- Date: 17–24 October
- Edition: 20th
- Category: World Series
- Draw: 32S / 16D
- Prize money: $375,000
- Surface: Carpet / indoor
- Location: Vienna, Austria
- Venue: Wiener Stadthalle

Champions

Singles
- Andre Agassi

Doubles
- Mike Bauer / David Rikl
- ← 1993 · Vienna Open · 1995 →

= 1994 CA-TennisTrophy =

The 1994 CA-TennisTrophy was a men's tennis tournament played on indoor carpet courts at the Wiener Stadthalle in Vienna, Austria and was part of the World Series of the 1994 ATP Tour.
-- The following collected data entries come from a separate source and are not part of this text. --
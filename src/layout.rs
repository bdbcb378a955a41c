//! On-disk index layout: header decode and node addressing.
//!
//! Sector 0 of `<prefix>_disk.index` is the header; node records start at
//! sector 1. A node record is `[coords][degree u32][neighbor u32 x degree]`
//! padded to `max_node_len`. Small nodes are packed `nnodes_per_sector` to a
//! sector; large nodes span `ceil(max_node_len / SECTOR_LEN)` consecutive
//! sectors and `nnodes_per_sector` is 0.
//!
//! Nothing here performs I/O: callers hand in sector buffers and get
//! bounds-checked views back.

use crate::defaults::{div_round_up, MAX_GRAPH_DEGREE, SECTOR_LEN};
use crate::distance::Element;
use crate::error::{Result, SearchError};

/// Location and shape of the optional full-precision reorder region.
#[derive(Debug, Clone, Copy)]
pub struct ReorderMeta {
    pub start_sector: u64,
    pub ndims: u64,
    pub nvecs_per_sector: u64,
}

/// Decoded sector-0 metadata plus derived node geometry.
#[derive(Debug, Clone)]
pub struct DiskLayout {
    pub num_points: u64,
    /// Dimensionality the disk file declares (PQ chunk count in disk-PQ mode).
    pub disk_dims: u64,
    pub medoid_id: u64,
    pub max_node_len: u64,
    /// 0 means multi-sector nodes.
    pub nnodes_per_sector: u64,
    pub num_frozen: u64,
    pub frozen_id: u64,
    pub reorder: Option<ReorderMeta>,
    /// Bytes of coordinate data at the start of each node record.
    pub disk_bytes_per_point: u64,
    pub max_degree: u64,
}

fn read_u64(buf: &[u8], pos: &mut usize) -> u64 {
    let v = u64::from_le_bytes(buf[*pos..*pos + 8].try_into().unwrap());
    *pos += 8;
    v
}

impl DiskLayout {
    /// Decode the header sector. `disk_bytes_per_point` is already known from
    /// the PQ metadata (or the disk-PQ chunk count) and determines where the
    /// neighbor region begins inside a record.
    pub fn parse(sector0: &[u8], disk_bytes_per_point: u64) -> Result<Self> {
        if sector0.len() < SECTOR_LEN {
            return Err(SearchError::CorruptIndex(
                "header sector is shorter than SECTOR_LEN".into(),
            ));
        }
        // two u32s of bin-style metadata shape, then u64 fields
        let mut pos = 8;
        let num_points = read_u64(sector0, &mut pos);
        let disk_dims = read_u64(sector0, &mut pos);
        let medoid_id = read_u64(sector0, &mut pos);
        let max_node_len = read_u64(sector0, &mut pos);
        let nnodes_per_sector = read_u64(sector0, &mut pos);
        let num_frozen = read_u64(sector0, &mut pos);
        let frozen_id = read_u64(sector0, &mut pos);
        let has_reorder = read_u64(sector0, &mut pos);
        let reorder = if has_reorder != 0 {
            Some(ReorderMeta {
                start_sector: read_u64(sector0, &mut pos),
                ndims: read_u64(sector0, &mut pos),
                nvecs_per_sector: read_u64(sector0, &mut pos),
            })
        } else {
            None
        };

        if max_node_len <= disk_bytes_per_point + 4 {
            return Err(SearchError::CorruptIndex(format!(
                "max_node_len {} cannot hold {} coord bytes plus a neighbor list",
                max_node_len, disk_bytes_per_point
            )));
        }
        let max_degree = (max_node_len - disk_bytes_per_point) / 4 - 1;
        if max_degree as usize > MAX_GRAPH_DEGREE {
            return Err(SearchError::CorruptIndex(format!(
                "graph degree {} exceeds cap {}",
                max_degree, MAX_GRAPH_DEGREE
            )));
        }
        if nnodes_per_sector > 0 && nnodes_per_sector * max_node_len > SECTOR_LEN as u64 {
            return Err(SearchError::CorruptIndex(format!(
                "{} nodes of {} bytes do not fit one sector",
                nnodes_per_sector, max_node_len
            )));
        }
        if let Some(r) = &reorder {
            if r.nvecs_per_sector == 0 || r.ndims == 0 {
                return Err(SearchError::CorruptIndex(
                    "reorder region declares zero dims or vecs per sector".into(),
                ));
            }
        }

        Ok(Self {
            num_points,
            disk_dims,
            medoid_id,
            max_node_len,
            nnodes_per_sector,
            num_frozen,
            frozen_id,
            reorder,
            disk_bytes_per_point,
            max_degree,
        })
    }

    /// Sectors one node record occupies.
    pub fn sectors_per_node(&self) -> usize {
        if self.nnodes_per_sector > 0 {
            1
        } else {
            div_round_up(self.max_node_len as usize, SECTOR_LEN)
        }
    }

    /// First sector of the record for `id`.
    pub fn node_sector(&self, id: u32) -> u64 {
        let id = id as u64;
        1 + if self.nnodes_per_sector > 0 {
            id / self.nnodes_per_sector
        } else {
            id * self.sectors_per_node() as u64
        }
    }

    /// Byte offset of the record for `id` inside its (multi-)sector buffer.
    pub fn node_offset(&self, id: u32) -> usize {
        if self.nnodes_per_sector == 0 {
            0
        } else {
            (id as u64 % self.nnodes_per_sector) as usize * self.max_node_len as usize
        }
    }

    /// Sector holding the full-precision vector for `id` in the reorder
    /// region, and the byte offset of that vector inside the sector.
    /// `elem_bytes` is the size of one stored scalar.
    pub fn reorder_location(&self, id: u32, elem_bytes: usize) -> Option<(u64, usize)> {
        self.reorder.map(|r| {
            let sector = r.start_sector + id as u64 / r.nvecs_per_sector;
            let offset =
                (id as u64 % r.nvecs_per_sector) as usize * r.ndims as usize * elem_bytes;
            (sector, offset)
        })
    }

    /// Borrow the record for `id` out of a sector buffer previously read from
    /// `node_sector(id)`. Every range is validated before a slice is formed.
    pub fn node_record<'a>(&self, sector_buf: &'a [u8], id: u32) -> Result<NodeRecord<'a>> {
        let off = self.node_offset(id);
        let len = self.max_node_len as usize;
        if off + len > sector_buf.len() {
            return Err(SearchError::CorruptIndex(format!(
                "node {} record overruns its sector buffer",
                id
            )));
        }
        let node_buf = &sector_buf[off..off + len];
        let dbpp = self.disk_bytes_per_point as usize;
        let degree =
            u32::from_le_bytes(node_buf[dbpp..dbpp + 4].try_into().unwrap());
        if degree as u64 > self.max_degree {
            return Err(SearchError::CorruptIndex(format!(
                "node {} declares degree {} above max {}",
                id, degree, self.max_degree
            )));
        }
        let nbr_bytes = &node_buf[dbpp + 4..dbpp + 4 + degree as usize * 4];
        Ok(NodeRecord {
            coord_bytes: &node_buf[..dbpp],
            degree,
            nbr_bytes,
        })
    }
}

/// Borrowed view of one node record inside a sector buffer.
pub struct NodeRecord<'a> {
    coord_bytes: &'a [u8],
    degree: u32,
    nbr_bytes: &'a [u8],
}

impl<'a> NodeRecord<'a> {
    pub fn degree(&self) -> u32 {
        self.degree
    }

    /// Raw coordinate bytes (`disk_bytes_per_point` of them).
    pub fn coord_bytes(&self) -> &'a [u8] {
        self.coord_bytes
    }

    /// Decode the coordinates into `out` (`out.len()` elements).
    pub fn decode_coords<T: Element>(&self, out: &mut [T]) {
        T::decode_slice(self.coord_bytes, out);
    }

    /// Neighbor ids in record order.
    pub fn neighbors(&self) -> impl Iterator<Item = u32> + 'a {
        self.nbr_bytes
            .chunks_exact(4)
            .map(|c| u32::from_le_bytes([c[0], c[1], c[2], c[3]]))
    }
}

#[cfg(test)]
mod tests {
    use super::*;

    fn header_bytes(fields: &[u64]) -> Vec<u8> {
        let mut buf = vec![0u8; SECTOR_LEN];
        buf[0..4].copy_from_slice(&(fields.len() as u32).to_le_bytes());
        buf[4..8].copy_from_slice(&1u32.to_le_bytes());
        for (i, f) in fields.iter().enumerate() {
            buf[8 + i * 8..16 + i * 8].copy_from_slice(&f.to_le_bytes());
        }
        buf
    }

    #[test]
    fn packed_layout_addressing() {
        // dim 4 f32 coords (16 bytes) + degree + 3 neighbors = 32 bytes/node
        let hdr = header_bytes(&[100, 4, 0, 32, 128, 0, 0, 0]);
        let layout = DiskLayout::parse(&hdr, 16).unwrap();
        assert_eq!(layout.max_degree, 3);
        assert_eq!(layout.sectors_per_node(), 1);
        assert_eq!(layout.node_sector(0), 1);
        assert_eq!(layout.node_sector(127), 1);
        assert_eq!(layout.node_sector(128), 2);
        assert_eq!(layout.node_offset(129), 32);
    }

    #[test]
    fn multi_sector_layout_addressing() {
        // 2048-dim f32 coords (8192 bytes) + degree + 15 neighbors
        let max_node_len = 2 * SECTOR_LEN as u64 + 64;
        let hdr = header_bytes(&[10, 2048, 0, max_node_len, 0, 0, 0, 0]);
        let layout = DiskLayout::parse(&hdr, 8192).unwrap();
        assert_eq!(layout.max_degree, 15);
        assert_eq!(layout.sectors_per_node(), 3);
        assert_eq!(layout.node_sector(0), 1);
        assert_eq!(layout.node_sector(2), 7);
        assert_eq!(layout.node_offset(2), 0);
    }

    #[test]
    fn oversize_degree_is_corrupt() {
        // max_node_len implies degree 8191 > MAX_GRAPH_DEGREE
        let hdr = header_bytes(&[10, 4, 0, 16 + 4 + 8191 * 4 + 4, 0, 0, 0, 0]);
        assert!(matches!(
            DiskLayout::parse(&hdr, 16),
            Err(SearchError::CorruptIndex(_))
        ));
    }

    #[test]
    fn node_record_bounds_and_decode() {
        let hdr = header_bytes(&[8, 2, 0, 24, 128, 0, 0, 0]);
        // 8 bytes coords (2 f32) + degree + up to 3 nbrs
        let layout = DiskLayout::parse(&hdr, 8).unwrap();

        let mut sector = vec![0u8; SECTOR_LEN];
        // node 1 at offset 24
        sector[24..28].copy_from_slice(&1.5f32.to_le_bytes());
        sector[28..32].copy_from_slice(&(-2.0f32).to_le_bytes());
        sector[32..36].copy_from_slice(&2u32.to_le_bytes());
        sector[36..40].copy_from_slice(&7u32.to_le_bytes());
        sector[40..44].copy_from_slice(&3u32.to_le_bytes());

        let rec = layout.node_record(&sector, 1).unwrap();
        assert_eq!(rec.degree(), 2);
        let mut coords = [0f32; 2];
        rec.decode_coords(&mut coords);
        assert_eq!(coords, [1.5, -2.0]);
        assert_eq!(rec.neighbors().collect::<Vec<_>>(), vec![7, 3]);
    }

    #[test]
    fn corrupt_degree_in_record_is_refused() {
        let hdr = header_bytes(&[8, 2, 0, 24, 128, 0, 0, 0]);
        let layout = DiskLayout::parse(&hdr, 8).unwrap();
        let mut sector = vec![0u8; SECTOR_LEN];
        sector[8..12].copy_from_slice(&999u32.to_le_bytes());
        assert!(layout.node_record(&sector, 0).is_err());
    }

    #[test]
    fn reorder_addressing() {
        let hdr = header_bytes(&[8, 2, 0, 24, 128, 0, 0, 1, 50, 4, 256]);
        let layout = DiskLayout::parse(&hdr, 8).unwrap();
        let (sector, off) = layout.reorder_location(300, 4).unwrap();
        assert_eq!(sector, 51);
        assert_eq!(off, (300 % 256) * 16);
    }
}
It was the 20th edition of the tournament and was held from 17 October through 24 October 1994. Third-seeded Andre Agassi won the singles title.

==Finals==

===Singles===

USA Andre Agassi defeated GER Michael Stich 7–6^{(7–4)}, 4–6, 6–2, 6–3
- It was Agassi's 4th title of the year and the 24th of his career.

===Doubles===

USA Mike Bauer / CZE David Rikl defeated AUT Alex Antonitsch / CAN Greg Rusedski 7–6, 6–4
- It was Bauer's only title of the year and the 12th of his career. It was Rikl's 4th title of the year and the 7th of his career.